The largest urban park within the National Park Service and part of the Golden Gate National Recreation Area, Lands End offers stunning views, modern architecture and architectural ruins, a rich maritime history and a variety of vegetation.
For me, Lands End is a perfect example of a cultural landscape. The evidence of past uses are still partially visible today and the layers of obvious and discreet interventions and development provide ripe opportunities to open the public’s eyes to this constructed landscape.
Some parts of Lands End may appear to many as a natural landscape, but it’s not. Visitors a hundred years ago would have experienced Lands End as a sandy dunescape filled with grasses and Willow trees.
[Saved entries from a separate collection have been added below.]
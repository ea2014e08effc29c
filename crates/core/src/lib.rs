//! `stockquest-core`: domain foundation building blocks.
//!
//! This crate contains **pure domain** primitives (no infrastructure concerns):
//! the error model, string-backed identifiers and the `Money` value object.

pub mod entity;
pub mod error;
pub mod id;
pub mod value_object;

pub use entity::{Entity, find_by_id, upsert};
pub use error::{DomainError, DomainResult};
pub use id::{BinId, Sku, StockItemId};
pub use value_object::{Money, ValueObject};
use meeseeks_box::cli;

#[tokio::main]
async fn main() {
    let code = cli::run_main().await;
    std::process::exit(code);
}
Accumulated overtime, carefully constructed intentions have shaped Lands End from its small details – like locally harvesting plant seeds for new plantings that have all the evolutionary adaptations they need to survive in this rugged place – to its larger context – like the understory management of the mature and declining cypress forest that was introduced at Lands End generations ago.
Recently, I led a walking tour of this stunning cultural landscape with colleagues Jennifer Herbert Devlin of EHDD and James Lord of Surface Design who designed the park’s latest development, the Lookout Building and Visitor Center. We were also joined by National Park Service curator and ranger Bob Holloway who recounted the history of the site from recreation to maritime to its military role.
You can download the half-hour tour here. There is an audio-only and an enhanced version (also available on iTunes) which is accompanied by photos and is divided into short chapters:
1. Cultural Landscape
2. Visitors Center
3. Citizen Involvement
4. Constructed Landscape
5. History of Development
6. Vegetation
7. Wind and Water
8. Maritime
9. Role of the Military
Lands End is constantly being shaped by the natural elements of water and sand and wind. The site gives hints to the stories of San Francisco’s past, while our present-day use and interpretation make up its current form, but is forever evolving. I hope you’ll take a listen to realize the complexity behind what you see at Lands End.